EMANCIPATION PROCLAMATION - 1862
(Civil War)
President Lincoln’s main aim was the preservation of
the Union, but as the Civil War went on, he realized the importance of the
black emancipation, also for a military strategy against the rebelling states
of the Confederacy (= Southern states).
In Sept. 1862 Lincoln allowed Confederate states not
more than 100 days to surrender without forfeiting their slaves.
1st January 1863
Lincoln’s Emancipation gave freedom to all black slaves living in the South,
while in war against the North. Such a measure increased support for the Union
both at home and abroad (France, Great Britain).
The Emancipation, however, did not set free all the
slaves, but only those who lived in the seceded states of the South.

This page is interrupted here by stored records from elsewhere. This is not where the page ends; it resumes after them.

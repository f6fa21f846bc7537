//! Sampled logging for hot-path errors
//!
//! Prevents log spam when a downstream is down or a client sends garbage:
//! each error site owns a `LogSampler`, counts every event, and logs at most
//! once per interval with the number of events suppressed since the last
//! line.
//!
//! # Example
//!
//! ```
//! use std::time::Duration;
//! use relay_metrics::LogSampler;
//!
//! let sampler = LogSampler::new(Duration::from_secs(1));
//! for _ in 0..1000 {
//!     if let Some(suppressed) = sampler.sample() {
//!         tracing::warn!(suppressed, "dropping unparsable record");
//!     }
//! }
//! assert_eq!(sampler.total(), 1000);
//! ```

use std::sync::atomic::{AtomicU64, Ordering};
use std::time::{Duration, Instant};

use parking_lot::Mutex;

/// Default interval between sampled log lines
pub const DEFAULT_SAMPLE_INTERVAL: Duration = Duration::from_secs(1);

/// Rate limiter for one log site
///
/// Thread-safe: counters are atomics, the last log time sits behind a mutex
/// that is only taken after the pending count is bumped.
#[derive(Debug)]
pub struct LogSampler {
    interval: Duration,
    last_logged: Mutex<Option<Instant>>,
    /// Events since the last emitted line
    pending: AtomicU64,
    total: AtomicU64,
}

impl LogSampler {
    pub fn new(interval: Duration) -> Self {
        Self {
            interval,
            last_logged: Mutex::new(None),
            pending: AtomicU64::new(0),
            total: AtomicU64::new(0),
        }
    }

    /// Count one event
    ///
    /// Returns `Some(suppressed)` when the caller should log now, where
    /// `suppressed` is the number of events swallowed since the previous
    /// line. Returns `None` otherwise.
    pub fn sample(&self) -> Option<u64> {
        self.pending.fetch_add(1, Ordering::Relaxed);
        self.total.fetch_add(1, Ordering::Relaxed);

        let now = Instant::now();
        {
            let mut last = self.last_logged.lock();
            match *last {
                Some(at) if now.duration_since(at) < self.interval => return None,
                _ => *last = Some(now),
            }
        }

        let count = self.pending.swap(0, Ordering::Relaxed);
        Some(count.saturating_sub(1))
    }

    /// Events not yet reported in a log line
    pub fn pending(&self) -> u64 {
        self.pending.load(Ordering::Relaxed)
    }

    /// All events ever counted
    pub fn total(&self) -> u64 {
        self.total.load(Ordering::Relaxed)
    }
}

impl Default for LogSampler {
    fn default() -> Self {
        Self::new(DEFAULT_SAMPLE_INTERVAL)
    }
}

Consequently, the slaves living in the states still in the Union did not
benefit from Emancipation. It was a measure to weaken the Confederacy in war
against the Union, because its economy strongly depended on slave labour (in
fact almost half a million blacks left the plantations of the South to join
the Union lines in the following three years).
European immigrants in the North (Irish, German) and many other poor
workers did not welcome the black Emancipation as they feared a worsening in
their living standard an account of the massive wave of black immigration
Northward è race
riots broke out in many northern cities in 1862.